The loss, which compares with a $536.6 million deficit a year ago, has been expected in the wake of continued restructuring within the group.

Shareholders have been unable to react to the news as the company’s shares have been placed in a trading halt pending an announcement by the company next week.

Over the past two years, Billabong has been rocked by a series of takeover bids, including one led by Naude, as well as three changes at the helm in the past two years.

Billabong, under the stewardship of CEO Neil Fiske, has embarked on a new turnaround strategy that may include the company offloading its online businesses.

The strategy has been labelled by Fiske as “fewer, bigger, better” which will focus the group on its three big brands – Billabong, Element and RVCA.

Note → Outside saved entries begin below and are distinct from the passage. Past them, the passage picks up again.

//! Serde-facing config structs for block definitions.

use serde::Deserialize;

#[derive(Clone, Debug, Deserialize)]
pub struct BlocksConfig {
    pub blocks: Vec<BlockDef>,
    #[serde(default)]
    pub unknown_block: Option<String>,
}

#[derive(Clone, Debug, Deserialize)]
pub struct BlockDef {
    pub name: String,
    /// Fixed id; omitted ids are assigned sequentially after the fixed ones.
    #[serde(default)]
    pub id: Option<u16>,
    #[serde(default)]
    pub solid: Option<bool>,
    #[serde(default)]
    pub propagates_light: Option<bool>,
    /// Block-light emission level, 0..=15.
    #[serde(default)]
    pub emission: Option<u8>,
    #[serde(default)]
    pub materials: Option<MaterialsDef>,
}

#[derive(Clone, Debug, Default, Deserialize)]
pub struct MaterialsDef {
    #[serde(default)]
    pub all: Option<String>,
    #[serde(default)]
    pub top: Option<String>,
    #[serde(default)]
    pub bottom: Option<String>,
    #[serde(default)]
    pub side: Option<String>,
}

Fiske, who was anointed CEO following a $US360 million refinancing deal brokered through the Centerbridge Oaktree Consortium last year, says it will be a “complex” and “difficult” turnaround for the company.

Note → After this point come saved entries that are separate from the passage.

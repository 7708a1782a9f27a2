//! The chunk store: single source of truth for voxel state, owned and
//! mutated only by the frame thread.

use std::error::Error;
use std::fmt;

use glim_blocks::types::Block;
use glim_chunk::{ChunkBuf, ChunkCoord, ChunkSnapshot, CHUNK_SIZE};
use glim_mesh_cpu::ChunkMeshCPU;
use hashbrown::HashMap;

#[derive(Debug, Clone, Copy, PartialEq, Eq)]
pub enum ChunkStoreError {
    AlreadyLoaded(ChunkCoord),
    NotLoaded(ChunkCoord),
}

impl fmt::Display for ChunkStoreError {
    fn fmt(&self, f: &mut fmt::Formatter<'_>) -> fmt::Result {
        match self {
            ChunkStoreError::AlreadyLoaded(c) => {
                write!(f, "chunk ({},{},{}) is already loaded", c.cx, c.cy, c.cz)
            }
            ChunkStoreError::NotLoaded(c) => {
                write!(f, "chunk ({},{},{}) is not loaded", c.cx, c.cy, c.cz)
            }
        }
    }
}

impl Error for ChunkStoreError {}

/// Lifecycle of a loaded chunk. `MeshPending` is additionally tracked by the
/// scheduler's in-flight map; an edit may pull a pending chunk back to
/// `LightDirty` while its job keeps running.
#[derive(Copy, Clone, Debug, PartialEq, Eq)]
pub enum ChunkState {
    LightDirty,
    MeshDirty,
    MeshPending,
    MeshReady,
}

/// A mesh attached to a chunk, stamped with the generation it was built from.
pub struct BuiltMesh {
    pub cpu: ChunkMeshCPU,
    pub rev: u64,
}

pub struct ChunkEntry {
    pub buf: ChunkBuf,
    pub state: ChunkState,
    /// Edit generation; stamps come from a store-global counter so neighbor
    /// comparisons stay valid across unload/reload.
    pub rev: u64,
    /// Incarnation tag assigned at load; in-flight results from an earlier
    /// incarnation are discarded on arrival.
    pub epoch: u64,
    pub mesh: Option<BuiltMesh>,
}

/// What a `set_block` touched: the edited chunk's new generation plus any
/// face neighbors whose border light may have changed.
pub struct EditEffect {
    pub coord: ChunkCoord,
    pub rev: u64,
    pub neighbors_marked: Vec<ChunkCoord>,
}

#[derive(Default)]
pub struct ChunkStore {
    chunks: HashMap<ChunkCoord, ChunkEntry>,
    stamp: u64,
}

impl ChunkStore {
    pub fn new() -> Self {
        Self::default()
    }

    #[inline]
    fn next_stamp(&mut self) -> u64 {
        self.stamp += 1;
        self.stamp
    }

    pub fn load(&mut self, coord: ChunkCoord, blocks: Vec<Block>) -> Result<(), ChunkStoreError> {
        if self.chunks.contains_key(&coord) {
            return Err(ChunkStoreError::AlreadyLoaded(coord));
        }
        let rev = self.next_stamp();
        let epoch = self.next_stamp();
        self.chunks.insert(
            coord,
            ChunkEntry {
                buf: ChunkBuf::from_blocks(coord, blocks),
                state: ChunkState::LightDirty,
                rev,
                epoch,
                mesh: None,
            },
        );
        Ok(())
    }

    /// Removes a chunk; idempotent. The entry (and its mesh) is returned so
    /// the caller can release render resources.
    pub fn unload(&mut self, coord: ChunkCoord) -> Option<ChunkEntry> {
        self.chunks.remove(&coord)
    }

    #[inline]
    pub fn contains(&self, coord: ChunkCoord) -> bool {
        self.chunks.contains_key(&coord)
    }

    #[inline]
    pub fn get(&self, coord: ChunkCoord) -> Option<&ChunkEntry> {
        self.chunks.get(&coord)
    }

    #[inline]
    pub fn get_mut(&mut self, coord: ChunkCoord) -> Option<&mut ChunkEntry> {
        self.chunks.get_mut(&coord)
    }

    #[inline]
    pub fn len(&self) -> usize {
        self.chunks.len()
    }

    #[inline]
    pub fn is_empty(&self) -> bool {
        self.chunks.is_empty()
    }

    pub fn iter(&self) -> impl Iterator<Item = (&ChunkCoord, &ChunkEntry)> {
        self.chunks.iter()
    }

    pub fn get_block(&self, wx: i32, wy: i32, wz: i32) -> Result<Block, ChunkStoreError> {
        let coord = ChunkCoord::containing(wx, wy, wz);
        let entry = self
            .chunks
            .get(&coord)
            .ok_or(ChunkStoreError::NotLoaded(coord))?;
        let s = CHUNK_SIZE as i32;
        Ok(entry.buf.get_local(
            wx.rem_euclid(s) as usize,
            wy.rem_euclid(s) as usize,
            wz.rem_euclid(s) as usize,
        ))
    }

    /// Writes one voxel: bumps the chunk's generation, marks it light-dirty,
    /// and marks loaded face neighbors light-dirty when the edit touches
    /// their shared border.
    pub fn set_block(
        &mut self,
        wx: i32,
        wy: i32,
        wz: i32,
        b: Block,
    ) -> Result<EditEffect, ChunkStoreError> {
        let coord = ChunkCoord::containing(wx, wy, wz);
        let rev = self.next_stamp();
        let s = CHUNK_SIZE as i32;
        let (lx, ly, lz) = (
            wx.rem_euclid(s) as usize,
            wy.rem_euclid(s) as usize,
            wz.rem_euclid(s) as usize,
        );
        let Some(entry) = self.chunks.get_mut(&coord) else {
            return Err(ChunkStoreError::NotLoaded(coord));
        };
        entry.buf.set_local(lx, ly, lz, b);
        entry.rev = rev;
        entry.state = ChunkState::LightDirty;

        let mut offsets: Vec<(i32, i32, i32)> = Vec::new();
        if lx == 0 {
            offsets.push((-1, 0, 0));
        }
        if lx == CHUNK_SIZE - 1 {
            offsets.push((1, 0, 0));
        }
        if ly == 0 {
            offsets.push((0, -1, 0));
        }
        if ly == CHUNK_SIZE - 1 {
            offsets.push((0, 1, 0));
        }
        if lz == 0 {
            offsets.push((0, 0, -1));
        }
        if lz == CHUNK_SIZE - 1 {
            offsets.push((0, 0, 1));
        }
        let mut neighbors_marked = Vec::new();
        for (dx, dy, dz) in offsets {
            let nb = coord.offset(dx, dy, dz);
            if let Some(e) = self.chunks.get_mut(&nb) {
                e.state = ChunkState::LightDirty;
                neighbors_marked.push(nb);
            }
        }
        Ok(EditEffect {
            coord,
            rev,
            neighbors_marked,
        })
    }

    pub fn mark_light_dirty(&mut self, coord: ChunkCoord) -> bool {
        match self.chunks.get_mut(&coord) {
            Some(e) => {
                e.state = ChunkState::LightDirty;
                true
            }
            None => false,
        }
    }

    /// Current generations of the 6 face neighbors (0 = unloaded). Loaded
    /// chunks always carry a nonzero stamp, so "unloaded" never aliases a
    /// fresh load.
    pub fn neighbor_revs(&self, coord: ChunkCoord) -> [u64; 6] {
        let mut out = [0u64; 6];
        for (i, nb) in coord.face_neighbors().into_iter().enumerate() {
            out[i] = self.chunks.get(&nb).map(|e| e.rev).unwrap_or(0);
        }
        out
    }

    /// Immutable copy of the chunk and its 6 face neighbors, with the
    /// generation stamps workers bake into their results.
    pub fn snapshot(&self, coord: ChunkCoord) -> Option<ChunkSnapshot> {
        let entry = self.chunks.get(&coord)?;
        let neighbors = coord
            .face_neighbors()
            .map(|nb| self.chunks.get(&nb).map(|e| e.buf.clone()));
        Some(ChunkSnapshot {
            center: entry.buf.clone(),
            neighbors,
            rev: entry.rev,
            neighbor_revs: self.neighbor_revs(coord),
            epoch: entry.epoch,
        })
    }

    /// The currently attached mesh, if any.
    pub fn mesh(&self, coord: ChunkCoord) -> Option<&ChunkMeshCPU> {
        self.chunks.get(&coord).and_then(|e| e.mesh.as_ref()).map(|m| &m.cpu)
    }
}

#[cfg(test)]
mod tests {
    use super::*;

    #[test]
    fn load_twice_fails_and_unload_is_idempotent() {
        let mut store = ChunkStore::new();
        let c = ChunkCoord::new(0, 0, 0);
        store.load(c, Vec::new()).unwrap();
        assert_eq!(
            store.load(c, Vec::new()),
            Err(ChunkStoreError::AlreadyLoaded(c))
        );
        assert!(store.unload(c).is_some());
        assert!(store.unload(c).is_none());
    }

    #[test]
    fn set_block_bumps_generation_and_dirties_border_neighbors() {
        let mut store = ChunkStore::new();
        let a = ChunkCoord::new(0, 0, 0);
        let b = ChunkCoord::new(1, 0, 0);
        store.load(a, Vec::new()).unwrap();
        store.load(b, Vec::new()).unwrap();
        store.get_mut(b).unwrap().state = ChunkState::MeshReady;

        let rev0 = store.get(a).unwrap().rev;
        // Interior edit: only the edited chunk is marked.
        let eff = store.set_block(5, 5, 5, Block::new(1)).unwrap();
        assert!(eff.rev > rev0);
        assert!(eff.neighbors_marked.is_empty());
        assert_eq!(store.get(b).unwrap().state, ChunkState::MeshReady);

        // Border edit: the +X neighbor is pulled back to LightDirty.
        let eff = store.set_block(15, 5, 5, Block::new(1)).unwrap();
        assert_eq!(eff.neighbors_marked, vec![b]);
        assert_eq!(store.get(b).unwrap().state, ChunkState::LightDirty);
        assert_eq!(store.get_block(15, 5, 5).unwrap(), Block::new(1));
    }

    #[test]
    fn reload_gets_a_fresh_epoch() {
        let mut store = ChunkStore::new();
        let c = ChunkCoord::new(2, 0, -1);
        store.load(c, Vec::new()).unwrap();
        let first = store.get(c).unwrap().epoch;
        store.unload(c);
        store.load(c, Vec::new()).unwrap();
        assert!(store.get(c).unwrap().epoch > first);
    }

    #[test]
    fn snapshot_carries_neighbor_stamps_and_sentinels() {
        let mut store = ChunkStore::new();
        let a = ChunkCoord::new(0, 0, 0);
        let b = ChunkCoord::new(1, 0, 0);
        store.load(a, Vec::new()).unwrap();
        store.load(b, Vec::new()).unwrap();
        let snap = store.snapshot(a).unwrap();
        // Only the +X neighbor (face index 2) is loaded.
        assert!(snap.neighbors[2].is_some());
        assert!(snap.neighbors[0].is_none());
        assert_eq!(snap.neighbor_revs[2], store.get(b).unwrap().rev);
        assert_eq!(snap.neighbor_revs[0], 0);
        assert!(snap.neighbor_revs[2] > 0);
    }

    #[test]
    fn get_block_outside_loaded_chunks_is_not_loaded() {
        let store = ChunkStore::new();
        match store.get_block(-1, 0, 0) {
            Err(ChunkStoreError::NotLoaded(c)) => assert_eq!(c, ChunkCoord::new(-1, 0, 0)),
            other => panic!("unexpected: {other:?}"),
        }
    }
}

“The results announced today reflect a turbulent period for the company including significant refinancing and restructuring costs,” Fiske says.

“The period of uncertainty before the Centerbridge Oaktree Consortium refinancing resulted in operational instability in the Americas which has weighed on the result.

“We moved quickly to address leadership and talent gaps, restructuring poorly performing parts of the business and get back on the front foot with our sales force and key accounts.”

Naude, the long-time boss of Billabong’s US arm, left Billabong in August after failing to secure the board’s support for an alternative refinancing deal.

Since then, Naude has established a new global surfwear brand, known as Vissla, through a new parent company Stokehouse Unlimited.

Vissla’s Australasian operations are based at Burleigh Heads through local partners Brad Bricknell, Peter Casey and John Mossop, all of whom are former senior Billabong staffers. (Read the full story in this month’s edition of Gold Coast Business News.)

The instability in the American market for Billabong is reflected in a 45.1 per cent fall in the company’s EBITDA (earnings before interest, tax, depreciation and amortisation) to just $9.7 million.

Billabong says the Americas continue to remain tough in the current half.

The latest half-year results also reveal a widening of EBITDA losses in Europe to $3.4 million, up from a $2.3 million loss a year ago.

Australasia remained robust with EBITDA up 6.1 per cent to $34.4 million.

Combined, Billabong’s group EDBITDA is $42.4 million for the six months to the end of December, down 14.1 per cent from a year earlier.

However, Billabong’s latest results have been bolstered by a falling Australian dollar. Taking this into account, EBITDA in constant-currency terms is actually down 19.5 per cent from a year earlier.

Group sales totalled $667 million, down 4.6 per cent from a year earlier, but these figures include sales from the Nixon subsidiary which has since been sold.

Sales from continuing operations are up 3 per cent to $576.8 million.

In a bid to ease its debt load, Billabong today also launched a $50 million three-for eight rights issue priced at 28c a share.

The rights issue had been previously flagged by the company.